WHAT IS EXPECTED: Please filter the entries and return only the lines that include "InventoryItem".

TASK INPUTS:

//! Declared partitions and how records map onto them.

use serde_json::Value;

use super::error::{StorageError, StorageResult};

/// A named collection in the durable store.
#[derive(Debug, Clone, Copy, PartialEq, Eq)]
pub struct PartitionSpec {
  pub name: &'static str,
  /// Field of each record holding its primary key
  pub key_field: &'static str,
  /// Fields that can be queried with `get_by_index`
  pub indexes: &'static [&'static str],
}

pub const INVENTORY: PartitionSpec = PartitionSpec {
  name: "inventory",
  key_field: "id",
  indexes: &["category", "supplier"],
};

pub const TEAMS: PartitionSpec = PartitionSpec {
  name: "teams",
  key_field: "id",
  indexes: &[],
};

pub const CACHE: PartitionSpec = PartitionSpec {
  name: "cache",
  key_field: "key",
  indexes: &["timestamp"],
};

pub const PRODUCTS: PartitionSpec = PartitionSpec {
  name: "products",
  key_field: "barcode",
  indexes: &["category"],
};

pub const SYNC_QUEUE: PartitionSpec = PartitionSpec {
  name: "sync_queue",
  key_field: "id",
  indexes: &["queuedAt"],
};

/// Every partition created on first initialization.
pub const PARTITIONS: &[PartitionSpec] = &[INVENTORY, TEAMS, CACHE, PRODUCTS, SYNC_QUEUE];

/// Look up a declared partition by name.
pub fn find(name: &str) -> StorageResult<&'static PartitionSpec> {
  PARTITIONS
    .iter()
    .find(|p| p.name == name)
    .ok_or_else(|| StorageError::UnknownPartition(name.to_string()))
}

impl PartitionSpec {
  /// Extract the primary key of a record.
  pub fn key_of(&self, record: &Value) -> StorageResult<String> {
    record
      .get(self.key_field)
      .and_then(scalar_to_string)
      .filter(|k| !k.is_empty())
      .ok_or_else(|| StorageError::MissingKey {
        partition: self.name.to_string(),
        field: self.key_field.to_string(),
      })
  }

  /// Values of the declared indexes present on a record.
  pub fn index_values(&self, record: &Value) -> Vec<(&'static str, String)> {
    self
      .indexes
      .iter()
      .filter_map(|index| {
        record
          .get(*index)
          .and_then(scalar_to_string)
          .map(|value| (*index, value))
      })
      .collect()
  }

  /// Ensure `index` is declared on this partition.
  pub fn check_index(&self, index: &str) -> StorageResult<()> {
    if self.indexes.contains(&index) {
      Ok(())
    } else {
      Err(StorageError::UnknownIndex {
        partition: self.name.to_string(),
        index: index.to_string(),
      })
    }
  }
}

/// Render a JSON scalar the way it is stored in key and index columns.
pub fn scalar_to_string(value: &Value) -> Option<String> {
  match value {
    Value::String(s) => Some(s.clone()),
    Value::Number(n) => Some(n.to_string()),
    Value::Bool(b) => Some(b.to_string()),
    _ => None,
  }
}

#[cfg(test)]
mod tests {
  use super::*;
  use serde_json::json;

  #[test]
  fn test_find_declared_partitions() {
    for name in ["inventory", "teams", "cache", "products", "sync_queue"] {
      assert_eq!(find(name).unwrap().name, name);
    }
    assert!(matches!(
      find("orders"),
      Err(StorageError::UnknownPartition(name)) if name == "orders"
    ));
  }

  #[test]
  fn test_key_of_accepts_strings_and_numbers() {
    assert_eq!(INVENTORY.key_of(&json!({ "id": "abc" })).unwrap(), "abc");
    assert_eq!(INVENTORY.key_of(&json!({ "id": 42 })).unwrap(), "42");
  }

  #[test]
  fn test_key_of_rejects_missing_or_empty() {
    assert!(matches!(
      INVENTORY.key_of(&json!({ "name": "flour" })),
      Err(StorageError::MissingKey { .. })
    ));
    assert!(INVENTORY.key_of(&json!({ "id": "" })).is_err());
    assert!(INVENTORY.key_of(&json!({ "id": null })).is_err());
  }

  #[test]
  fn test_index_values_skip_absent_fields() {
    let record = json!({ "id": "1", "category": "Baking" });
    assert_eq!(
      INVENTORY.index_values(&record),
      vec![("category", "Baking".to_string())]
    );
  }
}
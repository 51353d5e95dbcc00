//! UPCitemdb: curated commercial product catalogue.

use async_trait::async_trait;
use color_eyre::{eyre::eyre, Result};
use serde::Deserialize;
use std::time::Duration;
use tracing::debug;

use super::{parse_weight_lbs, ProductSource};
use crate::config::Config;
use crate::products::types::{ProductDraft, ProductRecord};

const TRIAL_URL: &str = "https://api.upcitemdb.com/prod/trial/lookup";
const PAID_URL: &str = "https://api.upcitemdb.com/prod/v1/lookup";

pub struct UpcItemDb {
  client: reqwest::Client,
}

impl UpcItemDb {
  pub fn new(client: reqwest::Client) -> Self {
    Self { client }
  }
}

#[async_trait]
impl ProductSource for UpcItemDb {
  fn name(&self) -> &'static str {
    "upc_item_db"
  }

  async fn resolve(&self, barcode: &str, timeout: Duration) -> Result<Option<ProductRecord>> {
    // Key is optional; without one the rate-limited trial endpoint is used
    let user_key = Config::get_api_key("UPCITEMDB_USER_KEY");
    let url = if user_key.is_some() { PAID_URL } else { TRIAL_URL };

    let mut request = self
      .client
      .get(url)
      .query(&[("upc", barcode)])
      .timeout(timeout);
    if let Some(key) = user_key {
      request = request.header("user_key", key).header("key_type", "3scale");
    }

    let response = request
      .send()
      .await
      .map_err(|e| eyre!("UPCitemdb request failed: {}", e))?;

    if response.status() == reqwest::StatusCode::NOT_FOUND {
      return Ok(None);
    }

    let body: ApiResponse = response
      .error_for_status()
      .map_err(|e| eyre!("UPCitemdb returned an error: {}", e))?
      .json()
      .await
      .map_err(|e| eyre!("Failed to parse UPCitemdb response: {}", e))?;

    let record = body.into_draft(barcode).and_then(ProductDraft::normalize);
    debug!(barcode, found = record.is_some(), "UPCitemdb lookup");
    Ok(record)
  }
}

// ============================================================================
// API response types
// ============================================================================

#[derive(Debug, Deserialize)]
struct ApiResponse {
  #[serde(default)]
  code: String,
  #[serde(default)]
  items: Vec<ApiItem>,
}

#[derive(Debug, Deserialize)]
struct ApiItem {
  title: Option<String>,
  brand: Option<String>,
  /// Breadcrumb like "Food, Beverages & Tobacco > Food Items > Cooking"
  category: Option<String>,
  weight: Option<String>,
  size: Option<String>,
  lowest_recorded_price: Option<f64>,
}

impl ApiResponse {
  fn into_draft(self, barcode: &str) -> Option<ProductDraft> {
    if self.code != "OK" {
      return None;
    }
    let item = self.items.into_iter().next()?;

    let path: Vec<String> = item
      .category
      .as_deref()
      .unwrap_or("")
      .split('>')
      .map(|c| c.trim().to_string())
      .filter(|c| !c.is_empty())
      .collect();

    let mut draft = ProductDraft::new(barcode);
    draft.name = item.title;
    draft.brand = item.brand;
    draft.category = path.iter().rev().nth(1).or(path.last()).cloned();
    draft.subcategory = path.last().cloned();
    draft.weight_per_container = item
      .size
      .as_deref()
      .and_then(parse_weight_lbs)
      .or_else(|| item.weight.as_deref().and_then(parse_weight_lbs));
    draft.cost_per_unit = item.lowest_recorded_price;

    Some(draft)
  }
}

--

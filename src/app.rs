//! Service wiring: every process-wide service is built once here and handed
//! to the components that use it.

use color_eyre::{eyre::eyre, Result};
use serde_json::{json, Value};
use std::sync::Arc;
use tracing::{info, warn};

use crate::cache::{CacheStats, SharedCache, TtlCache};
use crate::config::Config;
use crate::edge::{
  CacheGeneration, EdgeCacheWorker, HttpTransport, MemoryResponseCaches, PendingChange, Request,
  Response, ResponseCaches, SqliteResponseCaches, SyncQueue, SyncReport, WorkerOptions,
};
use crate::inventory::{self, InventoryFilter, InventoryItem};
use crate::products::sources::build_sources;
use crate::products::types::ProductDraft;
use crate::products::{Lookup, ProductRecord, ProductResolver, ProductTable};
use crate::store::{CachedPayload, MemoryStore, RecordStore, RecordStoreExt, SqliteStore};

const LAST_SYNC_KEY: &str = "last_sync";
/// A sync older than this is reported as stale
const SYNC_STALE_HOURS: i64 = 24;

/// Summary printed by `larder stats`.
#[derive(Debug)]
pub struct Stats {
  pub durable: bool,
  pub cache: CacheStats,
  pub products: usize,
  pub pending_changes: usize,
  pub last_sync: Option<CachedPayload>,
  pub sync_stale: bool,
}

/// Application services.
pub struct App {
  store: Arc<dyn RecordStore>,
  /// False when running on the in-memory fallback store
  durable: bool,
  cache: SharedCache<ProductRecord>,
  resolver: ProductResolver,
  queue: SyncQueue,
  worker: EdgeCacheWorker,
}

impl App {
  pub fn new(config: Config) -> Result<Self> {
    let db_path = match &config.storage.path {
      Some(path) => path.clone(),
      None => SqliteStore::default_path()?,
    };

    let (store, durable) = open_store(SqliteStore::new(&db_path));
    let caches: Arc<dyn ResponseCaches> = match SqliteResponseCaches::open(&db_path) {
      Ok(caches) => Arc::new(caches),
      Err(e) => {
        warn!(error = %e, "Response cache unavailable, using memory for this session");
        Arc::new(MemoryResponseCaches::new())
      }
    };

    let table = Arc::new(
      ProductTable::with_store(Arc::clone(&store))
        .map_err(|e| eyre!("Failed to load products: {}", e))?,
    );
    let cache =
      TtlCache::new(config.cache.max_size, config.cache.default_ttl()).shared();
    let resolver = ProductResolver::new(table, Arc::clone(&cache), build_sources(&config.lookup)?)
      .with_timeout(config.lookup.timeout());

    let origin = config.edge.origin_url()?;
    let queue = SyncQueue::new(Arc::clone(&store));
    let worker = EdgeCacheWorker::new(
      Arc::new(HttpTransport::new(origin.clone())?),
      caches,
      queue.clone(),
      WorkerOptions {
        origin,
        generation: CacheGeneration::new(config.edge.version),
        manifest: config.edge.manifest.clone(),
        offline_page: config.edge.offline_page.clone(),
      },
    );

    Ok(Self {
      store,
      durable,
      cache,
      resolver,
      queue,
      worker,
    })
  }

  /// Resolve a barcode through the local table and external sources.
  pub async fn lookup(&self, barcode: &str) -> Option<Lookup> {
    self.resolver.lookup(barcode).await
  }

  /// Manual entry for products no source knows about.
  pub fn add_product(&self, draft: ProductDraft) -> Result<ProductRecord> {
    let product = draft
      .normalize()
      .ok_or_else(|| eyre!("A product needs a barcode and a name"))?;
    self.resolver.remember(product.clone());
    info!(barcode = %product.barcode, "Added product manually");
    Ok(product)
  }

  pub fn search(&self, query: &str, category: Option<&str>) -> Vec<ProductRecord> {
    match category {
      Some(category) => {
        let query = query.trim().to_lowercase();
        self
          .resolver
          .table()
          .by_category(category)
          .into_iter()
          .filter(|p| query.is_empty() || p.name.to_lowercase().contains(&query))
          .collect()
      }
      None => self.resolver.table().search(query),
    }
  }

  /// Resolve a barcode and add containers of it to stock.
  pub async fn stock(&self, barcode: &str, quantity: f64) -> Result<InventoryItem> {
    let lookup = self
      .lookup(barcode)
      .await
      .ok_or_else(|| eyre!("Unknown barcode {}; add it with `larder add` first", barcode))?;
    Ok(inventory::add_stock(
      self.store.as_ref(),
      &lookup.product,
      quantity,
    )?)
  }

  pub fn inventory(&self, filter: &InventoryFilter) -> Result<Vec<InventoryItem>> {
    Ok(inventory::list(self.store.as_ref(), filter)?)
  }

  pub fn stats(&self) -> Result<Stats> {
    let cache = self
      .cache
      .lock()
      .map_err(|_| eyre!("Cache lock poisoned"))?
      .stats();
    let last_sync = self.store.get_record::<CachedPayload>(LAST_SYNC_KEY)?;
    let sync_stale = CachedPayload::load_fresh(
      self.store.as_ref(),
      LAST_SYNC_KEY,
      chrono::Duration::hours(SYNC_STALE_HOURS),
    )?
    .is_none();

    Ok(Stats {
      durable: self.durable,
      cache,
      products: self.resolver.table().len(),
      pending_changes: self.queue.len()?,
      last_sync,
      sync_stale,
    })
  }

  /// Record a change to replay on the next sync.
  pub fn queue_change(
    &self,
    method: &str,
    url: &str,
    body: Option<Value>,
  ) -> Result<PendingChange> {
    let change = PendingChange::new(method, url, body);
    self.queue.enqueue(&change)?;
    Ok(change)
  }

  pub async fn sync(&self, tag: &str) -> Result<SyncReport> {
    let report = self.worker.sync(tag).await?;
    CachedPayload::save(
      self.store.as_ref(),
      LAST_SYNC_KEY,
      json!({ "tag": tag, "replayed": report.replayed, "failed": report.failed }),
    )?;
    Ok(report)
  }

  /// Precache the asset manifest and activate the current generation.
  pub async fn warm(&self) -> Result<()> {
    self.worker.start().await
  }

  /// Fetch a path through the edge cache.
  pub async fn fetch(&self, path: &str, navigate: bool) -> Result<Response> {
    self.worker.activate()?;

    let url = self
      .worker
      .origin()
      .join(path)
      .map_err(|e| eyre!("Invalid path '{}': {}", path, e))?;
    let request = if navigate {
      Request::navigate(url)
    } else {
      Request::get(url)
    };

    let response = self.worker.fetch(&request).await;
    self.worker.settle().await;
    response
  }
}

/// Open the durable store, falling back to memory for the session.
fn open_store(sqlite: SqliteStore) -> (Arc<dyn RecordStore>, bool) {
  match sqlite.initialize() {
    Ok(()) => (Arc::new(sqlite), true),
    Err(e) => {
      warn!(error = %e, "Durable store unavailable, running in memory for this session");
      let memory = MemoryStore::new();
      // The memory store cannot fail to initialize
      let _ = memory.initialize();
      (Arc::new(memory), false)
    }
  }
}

SOLUTION FOR THIS PROBLEM:
use crate::inventory::{self, InventoryFilter, InventoryItem};
  pub async fn stock(&self, barcode: &str, quantity: f64) -> Result<InventoryItem> {
  pub fn inventory(&self, filter: &InventoryFilter) -> Result<Vec<InventoryItem>> {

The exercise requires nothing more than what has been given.